Benefits of eating together as a family
There are lots of benefits to eating together as a family. Some parents feel that eating with their children would mean having to give up eating interesting and flavoursome food. But instead, what it means is having the wonderful opportunity of sharing interesting and flavoursome food with your children. It doesn’t guarantee they’ll like everything, or that they won’t go through the ‘Yuck!’ phase, but it will mean they will try more foods and be more interested in different foods.
Another benefit is language development, from a very early age. Ever since they were babies, the girls have sat with us. Before they were eating solids themselves, they would often sit on our laps watching us eat and listening to us talk about our days, or things we’d seen on the news or news from friends and family. Being a witness to, and then a part of, regular conversations is really, really important for children’s language development.
Now I work outside of the home, these meals are even more important to me, because they are the first time I get to hear about everyone’s days. The girls are often so keen to tell me about what they did at school or playgroup or nursery or Granny’s that they have to take turns to avoid fights. In fact, sometimes Chris is also desperate to talk about his day – and he also has to wait his turn! Now and then I might even get to tell them about something I did, like the time a dog ate my lunch!
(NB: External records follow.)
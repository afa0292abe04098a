use std::path::{Path, PathBuf};
use std::sync::Arc;

use anyhow::{Context, bail};
use clap::{Parser, Subcommand};
use codeqa_core::config::{Config, ProviderKind, StoreBackend, resolve_config_path};
use codeqa_core::vault::{EnvVaultProvider, Secret};
use codeqa_core::{CliChannel, Session};
use codeqa_index::{Indexer, Pruner, QueryEngine};
use codeqa_llm::any::AnyProvider;
use codeqa_llm::azure::AzureOpenAiProvider;
use codeqa_llm::http::build_client;
use codeqa_llm::openai::OpenAiProvider;
use codeqa_store::{InMemoryVectorStore, QdrantVectorStore, SqliteVectorStore, VectorStore};

#[derive(Debug, Parser)]
#[command(
    name = "codeqa",
    version,
    about = "Ask questions about a source tree using retrieved code as context"
)]
struct Cli {
    /// Path to the TOML config file
    #[arg(long, global = true)]
    config: Option<PathBuf>,

    #[command(subcommand)]
    command: Option<Command>,
}

#[derive(Debug, Subcommand, PartialEq, Eq)]
enum Command {
    /// Embed new chunks of the source tree into the store
    Index {
        /// Directory to index (overrides `index.root`)
        #[arg(long)]
        root: Option<PathBuf>,

        /// Remove records of deleted files afterwards
        #[arg(long)]
        prune: bool,
    },
    /// Answer a single question and exit
    Ask {
        question: String,

        /// Number of chunks used as context
        #[arg(long)]
        top_k: Option<u64>,
    },
    /// Index, then answer questions read from stdin
    Chat {
        /// Start answering without indexing first
        #[arg(long)]
        skip_index: bool,
    },
    /// Remove records whose source file no longer exists
    Prune {
        #[arg(long)]
        root: Option<PathBuf>,
    },
    /// Print the number of stored chunks
    Stats,
}

impl Default for Command {
    fn default() -> Self {
        Self::Chat { skip_index: false }
    }
}

/// Gateways and store built from the resolved config.
struct Runtime {
    store: Arc<dyn VectorStore>,
    embedder: Arc<AnyProvider>,
    chat: Arc<AnyProvider>,
}

#[tokio::main]
async fn main() -> anyhow::Result<()> {
    if let Err(e) = dotenvy::dotenv()
        && !e.not_found()
    {
        eprintln!("failed to load .env: {e}");
    }
    init_subscriber();

    let cli = Cli::parse();
    let config_path = resolve_config_path(cli.config.as_deref());
    let mut config = Config::load(&config_path)
        .with_context(|| format!("failed to load config from {}", config_path.display()))?;
    config.validate()?;
    config.resolve_secrets(&EnvVaultProvider).await?;

    let command = cli.command.unwrap_or_default();
    if let Command::Ask {
        top_k: Some(k), ..
    } = &command
    {
        if *k == 0 {
            bail!("--top-k must be greater than 0");
        }
        config.query.top_k = *k;
    }

    let runtime = build_runtime(&config).await?;
    run(command, &config, &runtime).await
}

async fn run(command: Command, config: &Config, runtime: &Runtime) -> anyhow::Result<()> {
    match command {
        Command::Index { root, prune } => {
            let root = root.unwrap_or_else(|| config.index.root.clone());
            index(config, runtime, &root, prune || config.index.prune).await
        }
        Command::Ask { question, .. } => {
            let answer = query_engine(config, runtime).ask(&question).await?;
            println!("{answer}");
            Ok(())
        }
        Command::Chat { skip_index } => {
            if !skip_index {
                index(config, runtime, &config.index.root, config.index.prune).await?;
            }
            let engine = query_engine(config, runtime);
            let mut session = Session::new(CliChannel::new(), &engine);
            let answered = session.run().await?;
            tracing::debug!(answered, "chat finished");
            Ok(())
        }
        Command::Prune { root } => {
            let root = root.unwrap_or_else(|| config.index.root.clone());
            prune(config, runtime, &root).await
        }
        Command::Stats => {
            let count = runtime.store.count(&config.store.collection).await?;
            println!("{}: {count} chunks", config.store.collection);
            Ok(())
        }
    }
}

async fn index(
    config: &Config,
    runtime: &Runtime,
    root: &Path,
    with_prune: bool,
) -> anyhow::Result<()> {
    let indexer = Indexer::new(
        Arc::clone(&runtime.store),
        Arc::clone(&runtime.embedder),
        config.indexer_config(),
    );
    let report = indexer
        .index_directory(root)
        .await
        .with_context(|| format!("indexing {} failed", root.display()))?;
    println!("Indexed: {report}");

    if with_prune {
        prune(config, runtime, root).await?;
    }
    Ok(())
}

async fn prune(config: &Config, runtime: &Runtime, root: &Path) -> anyhow::Result<()> {
    let pruner = Pruner::new(Arc::clone(&runtime.store), config.indexer_config());
    let report = pruner
        .prune(root)
        .await
        .with_context(|| format!("pruning {} failed", root.display()))?;
    println!(
        "Pruned {} of {} records ({} removed sources)",
        report.records_deleted,
        report.records_scanned,
        report.orphaned_sources.len()
    );
    Ok(())
}

fn query_engine(config: &Config, runtime: &Runtime) -> QueryEngine<AnyProvider, AnyProvider> {
    QueryEngine::new(
        Arc::clone(&runtime.store),
        Arc::clone(&runtime.embedder),
        Arc::clone(&runtime.chat),
        config.query_config(),
    )
}

async fn build_runtime(config: &Config) -> anyhow::Result<Runtime> {
    let client =
        build_client(config.timeouts.http_timeouts()).context("failed to build HTTP client")?;
    let embedder = create_embedding_provider(config, client.clone());
    let chat = create_chat_provider(config, client);
    let store = create_store(config).await?;
    Ok(Runtime {
        store,
        embedder: Arc::new(embedder),
        chat: Arc::new(chat),
    })
}

fn api_key(secret: Option<&Secret>, gateway: &str) -> String {
    if let Some(secret) = secret {
        secret.expose().to_owned()
    } else {
        tracing::warn!(gateway, "no API key configured");
        String::new()
    }
}

fn create_embedding_provider(config: &Config, client: reqwest::Client) -> AnyProvider {
    let cfg = &config.embedding;
    let key = api_key(config.secrets.embedding_api_key.as_ref(), "embedding");
    match cfg.provider {
        ProviderKind::OpenAi => {
            OpenAiProvider::new(client, key, cfg.base_url.clone(), cfg.model.clone()).into()
        }
        ProviderKind::Azure => AzureOpenAiProvider::new(
            client,
            key,
            cfg.base_url.clone(),
            cfg.model.clone(),
            cfg.api_version.clone(),
        )
        .into(),
    }
}

fn create_chat_provider(config: &Config, client: reqwest::Client) -> AnyProvider {
    let cfg = &config.chat;
    let key = api_key(config.secrets.chat_api_key.as_ref(), "chat");
    match cfg.provider {
        ProviderKind::OpenAi => {
            OpenAiProvider::new(client, key, cfg.base_url.clone(), cfg.model.clone())
                .with_max_tokens(cfg.max_tokens)
                .into()
        }
        ProviderKind::Azure => AzureOpenAiProvider::new(
            client,
            key,
            cfg.base_url.clone(),
            cfg.model.clone(),
            cfg.api_version.clone(),
        )
        .with_max_tokens(cfg.max_tokens)
        .into(),
    }
}

async fn create_store(config: &Config) -> anyhow::Result<Arc<dyn VectorStore>> {
    let store: Arc<dyn VectorStore> = match config.store.backend {
        StoreBackend::Sqlite => Arc::new(
            SqliteVectorStore::open(&config.store.path)
                .await
                .with_context(|| format!("failed to open store at {}", config.store.path))?,
        ),
        StoreBackend::Qdrant => Arc::new(
            QdrantVectorStore::new(&config.store.qdrant_url)
                .with_context(|| format!("failed to connect to {}", config.store.qdrant_url))?,
        ),
        StoreBackend::Memory => {
            tracing::warn!("in-memory store selected; records are lost on exit");
            Arc::new(InMemoryVectorStore::new())
        }
    };
    tracing::info!(
        backend = ?config.store.backend,
        collection = %config.store.collection,
        "vector store ready"
    );
    Ok(store)
}

fn init_subscriber() {
    use tracing_subscriber::layer::SubscriberExt;
    use tracing_subscriber::util::SubscriberInitExt;

    let filter = tracing_subscriber::EnvFilter::try_from_default_env()
        .unwrap_or_else(|_| tracing_subscriber::EnvFilter::new("info"));
    let fmt_layer = tracing_subscriber::fmt::layer().with_writer(std::io::stderr);

    tracing_subscriber::registry()
        .with(filter)
        .with(fmt_layer)
        .init();
}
Making sure you share healthy family meals
While we are not totally averse to quick and easy meals, like eggs, chips and beans, pizza or a fast pasta and jar of sauce, the majority of the time we eat, home cooked healthy family meals, which are jam-packed with nutrition – vitamins from fresh vegetables (often from the market), high-protein grains or pulses (current favourites are quinoa, buckwheat, barley and butter beans), and lots of flavours from spices and herbs in the right mix. Chris will often make some high-protein meat or fish dish, such as a stew or roast chicken, and the girls will often have some of each, but we’ll also frequently have a single vegetarian meal, that everyone enjoys.
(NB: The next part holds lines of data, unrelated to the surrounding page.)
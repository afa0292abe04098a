use criterion::{BenchmarkId, Criterion, Throughput, criterion_group, criterion_main};
use std::hint::black_box;

use codeqa_index::IdScheme;
use codeqa_index::chunker::chunk_text;

fn generate_source(size: usize) -> String {
    let line = "    public int Add(int a, int b) { return a + b; } // arithmetic helper\n";
    line.repeat(size / line.len() + 1)[..size].to_string()
}

fn chunking(c: &mut Criterion) {
    let mut group = c.benchmark_group("chunk_text");

    for size in [1_000, 10_000, 100_000] {
        let input = generate_source(size);
        group.throughput(Throughput::Bytes(size as u64));
        group.bench_with_input(BenchmarkId::new("ascii", size), &input, |b, input| {
            b.iter(|| chunk_text(black_box(input), 500));
        });
    }

    let pattern = "// Привет мир! 你好世界! こんにちは世界!\n";
    let input = pattern.repeat(2_000);
    group.throughput(Throughput::Bytes(input.len() as u64));
    group.bench_with_input(
        BenchmarkId::new("unicode", input.len()),
        &input,
        |b, input| {
            b.iter(|| chunk_text(black_box(input), 500));
        },
    );

    group.finish();
}

fn chunk_ids(c: &mut Criterion) {
    let input = generate_source(100_000);
    let chunks = chunk_text(&input, 500);

    let mut group = c.benchmark_group("chunk_ids");
    for scheme in [IdScheme::Content, IdScheme::Legacy] {
        group.bench_function(format!("{scheme:?}"), |b| {
            b.iter(|| {
                chunks
                    .iter()
                    .enumerate()
                    .map(|(i, chunk)| scheme.chunk_id("src/Calculator.cs", i, black_box(chunk)))
                    .collect::<Vec<_>>()
            });
        });
    }
    group.finish();
}

criterion_group!(benches, chunking, chunk_ids);
criterion_main!(benches);
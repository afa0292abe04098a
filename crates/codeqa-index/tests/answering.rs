use std::sync::Arc;

use codeqa_index::query::{CONTEXT_SEPARATOR, DEFAULT_SYSTEM_PROMPT};
use codeqa_index::{IdScheme, Indexer, IndexerConfig, Pruner, QueryConfig, QueryEngine};
use codeqa_llm::mock::MockProvider;
use codeqa_store::{SqliteVectorStore, VectorStore};

#[tokio::test]
async fn context_holds_top_three_hits_in_store_order() {
    let src = tempfile::tempdir().unwrap();
    for name in ["alpha.txt", "beta.txt", "gamma.txt", "delta.txt"] {
        std::fs::write(src.path().join(name), format!("contents of {name}")).unwrap();
    }

    let store = Arc::new(SqliteVectorStore::open(":memory:").await.unwrap());
    let embedder = Arc::new(MockProvider::default());
    Indexer::new(store.clone(), embedder.clone(), IndexerConfig::default())
        .index_directory(src.path())
        .await
        .unwrap();

    let question = "contents of beta.txt";
    let expected_hits = store
        .query(
            "codebase",
            codeqa_llm::mock::mock_embedding(question),
            3,
        )
        .await
        .unwrap();
    assert_eq!(expected_hits.len(), 3);
    assert_eq!(expected_hits[0].document, "contents of beta.txt");

    let chat = Arc::new(MockProvider::with_responses(vec!["Beta holds contents.".into()]));
    let engine = QueryEngine::new(store, embedder, chat.clone(), QueryConfig::default());
    let answer = engine.ask(question).await.unwrap();
    assert_eq!(answer, "Beta holds contents.");

    let expected_context = expected_hits
        .iter()
        .map(|h| h.document.as_str())
        .collect::<Vec<_>>()
        .join(CONTEXT_SEPARATOR);
    let calls = chat.chat_calls();
    assert_eq!(calls.len(), 1);
    assert_eq!(calls[0][0].content, DEFAULT_SYSTEM_PROMPT);
    assert_eq!(
        calls[0][1].content,
        format!("Context:\n{expected_context}\n\nQuestion: {question}")
    );
}

#[tokio::test]
async fn pruned_file_no_longer_answers() {
    let src = tempfile::tempdir().unwrap();
    std::fs::write(src.path().join("keep.md"), "kept document").unwrap();
    std::fs::write(src.path().join("drop.md"), "dropped document").unwrap();

    let store = Arc::new(SqliteVectorStore::open(":memory:").await.unwrap());
    let embedder = Arc::new(MockProvider::default());
    let config = IndexerConfig {
        id_scheme: IdScheme::Legacy,
        ..IndexerConfig::default()
    };
    Indexer::new(store.clone(), embedder.clone(), config.clone())
        .index_directory(src.path())
        .await
        .unwrap();
    assert_eq!(store.count("codebase").await.unwrap(), 2);

    std::fs::remove_file(src.path().join("drop.md")).unwrap();
    let report = Pruner::new(store.clone(), config)
        .prune(src.path())
        .await
        .unwrap();
    assert_eq!(report.records_deleted, 1);
    assert_eq!(report.orphaned_sources, ["drop.md"]);

    let hits = store
        .query("codebase", codeqa_llm::mock::mock_embedding("dropped"), 3)
        .await
        .unwrap();
    let ids: Vec<_> = hits.iter().map(|h| h.id.as_str()).collect();
    assert_eq!(ids, ["keep.md_0"]);
}

#[tokio::test]
async fn edited_file_answers_from_current_text_only() {
    let src = tempfile::tempdir().unwrap();
    let file = src.path().join("Config.cs");
    std::fs::write(&file, "const int Port = 8080;").unwrap();

    let store = Arc::new(SqliteVectorStore::open(":memory:").await.unwrap());
    let embedder = Arc::new(MockProvider::default());
    let indexer = Indexer::new(store.clone(), embedder.clone(), IndexerConfig::default());
    indexer.index_directory(src.path()).await.unwrap();

    std::fs::write(&file, "const int Port = 9090;").unwrap();
    indexer.index_directory(src.path()).await.unwrap();
    let report = Pruner::new(store.clone(), IndexerConfig::default())
        .prune(src.path())
        .await
        .unwrap();
    assert_eq!(report.records_deleted, 0);
    assert_eq!(store.count("codebase").await.unwrap(), 1);

    let chat = Arc::new(MockProvider::default());
    QueryEngine::new(store, embedder, chat.clone(), QueryConfig::default())
        .ask("what port?")
        .await
        .unwrap();
    assert_eq!(
        chat.chat_calls()[0][1].content,
        "Context:\nconst int Port = 9090;\n\nQuestion: what port?"
    );
}

#[tokio::test]
async fn question_against_empty_store_still_reaches_chat() {
    let store = Arc::new(SqliteVectorStore::open(":memory:").await.unwrap());
    let chat = Arc::new(MockProvider::default());
    let engine = QueryEngine::new(
        store,
        Arc::new(MockProvider::default()),
        chat.clone(),
        QueryConfig {
            top_k: 5,
            ..QueryConfig::default()
        },
    );

    let answer = engine.ask("anything?").await.unwrap();
    assert_eq!(answer, "mock response");
    assert_eq!(
        chat.chat_calls()[0][1].content,
        "Context:\n\n\nQuestion: anything?"
    );
}
#[derive(Debug, thiserror::Error)]
pub enum LlmError {
    #[error("HTTP request failed: {0}")]
    Http(#[from] reqwest::Error),

    #[error("JSON parse failed: {0}")]
    Json(#[from] serde_json::Error),

    #[error("rate limited")]
    RateLimited,

    #[error("{provider} API request failed (status {status})")]
    Api {
        provider: &'static str,
        status: u16,
        body: String,
    },

    #[error("empty response from {provider}")]
    EmptyResponse { provider: &'static str },

    #[error("embedding not supported by {provider}")]
    EmbedUnsupported { provider: &'static str },

    #[error("embedding count mismatch: requested {expected}, received {actual}")]
    EmbeddingCountMismatch { expected: usize, actual: usize },

    #[error("{0}")]
    Other(String),
}

pub type Result<T> = std::result::Result<T, LlmError>;
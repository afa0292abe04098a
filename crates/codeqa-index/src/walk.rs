//! Source tree traversal and file decoding.

use std::path::{Path, PathBuf};

use serde::{Deserialize, Serialize};

use crate::error::{IndexError, Result};

/// Extensions indexed when none are configured.
pub const DEFAULT_EXTENSIONS: &[&str] = &["cs", "md", "txt"];

/// What to do with bytes that are not valid UTF-8.
#[derive(Debug, Clone, Copy, Default, PartialEq, Eq, Serialize, Deserialize)]
#[serde(rename_all = "lowercase")]
pub enum DecodePolicy {
    /// Drop invalid sequences and keep the rest of the file.
    #[default]
    Lossy,
    /// Fail the run, naming the offending file.
    Strict,
}

impl std::str::FromStr for DecodePolicy {
    type Err = String;

    fn from_str(s: &str) -> std::result::Result<Self, Self::Err> {
        match s.to_ascii_lowercase().as_str() {
            "lossy" => Ok(Self::Lossy),
            "strict" => Ok(Self::Strict),
            other => Err(format!("unknown decode policy: {other}")),
        }
    }
}

/// A file selected for indexing.
#[derive(Debug, Clone, PartialEq, Eq)]
pub struct SourceFile {
    pub path: PathBuf,
    /// Path relative to the walk root.
    pub rel_path: PathBuf,
}

fn has_allowed_extension(path: &Path, extensions: &[String]) -> bool {
    let Some(ext) = path.extension().and_then(|e| e.to_str()) else {
        return false;
    };
    extensions
        .iter()
        .any(|allowed| allowed.trim_start_matches('.') == ext)
}

/// Recursively list files under `root` whose extension is allowed, sorted by
/// path. Hidden and git-ignored entries are skipped.
///
/// # Errors
///
/// Returns an error if a directory cannot be read.
pub fn collect_source_files(root: &Path, extensions: &[String]) -> Result<Vec<SourceFile>> {
    let walker = ignore::WalkBuilder::new(root)
        .hidden(true)
        .git_ignore(true)
        .sort_by_file_name(|a, b| a.cmp(b))
        .build();

    let mut files = Vec::new();
    for entry in walker {
        let entry = entry?;
        if !entry.file_type().is_some_and(|ft| ft.is_file()) {
            continue;
        }
        let path = entry.into_path();
        if !has_allowed_extension(&path, extensions) {
            continue;
        }
        let rel_path = path.strip_prefix(root).unwrap_or(&path).to_path_buf();
        files.push(SourceFile { path, rel_path });
    }
    Ok(files)
}

/// Decode file bytes according to `policy`.
///
/// # Errors
///
/// Returns [`IndexError::Decode`] under [`DecodePolicy::Strict`] when `bytes`
/// is not valid UTF-8.
pub fn decode(bytes: Vec<u8>, policy: DecodePolicy, path: &Path) -> Result<String> {
    match String::from_utf8(bytes) {
        Ok(text) => Ok(text),
        Err(err) => match policy {
            DecodePolicy::Strict => Err(IndexError::Decode {
                path: path.display().to_string(),
            }),
            DecodePolicy::Lossy => {
                let bytes = err.into_bytes();
                let mut text = String::with_capacity(bytes.len());
                for chunk in bytes.utf8_chunks() {
                    text.push_str(chunk.valid());
                }
                tracing::debug!(path = %path.display(), "dropped invalid UTF-8 sequences");
                Ok(text)
            }
        },
    }
}

/// Read and decode a file.
///
/// # Errors
///
/// Returns an error if the file cannot be read or decoding fails.
pub async fn read_source(path: &Path, policy: DecodePolicy) -> Result<String> {
    let bytes = tokio::fs::read(path).await?;
    decode(bytes, policy, path)
}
It doesn’t need to take hours to prepare healthy family meals (though I do enjoy it when I have the time to spend a couple of hours preparing something really sumptuous, like the lasagne I made on my annual leave at the end of the summer holidays). Lots of stews and soups involve only 15 minutes’ preparation and then they cook for an hour or so while you get on with other things. I’m really looking forward to lots of delicious beany casseroles and chunky vegetable stews through the autumn and winter. In the summer, a salad can be thrown together in 10 minutes, and you can add cheese or boiled eggs for protein, or a handful of rinsed tinned beans or lentils. Cheesy pasta with added frozen peas takes about 15 minutes in total and is delicious and good for you (if a little heavy on the carbs and fat).
Do you eat family meals together? Do you only get to do it at weekends, because of working hours?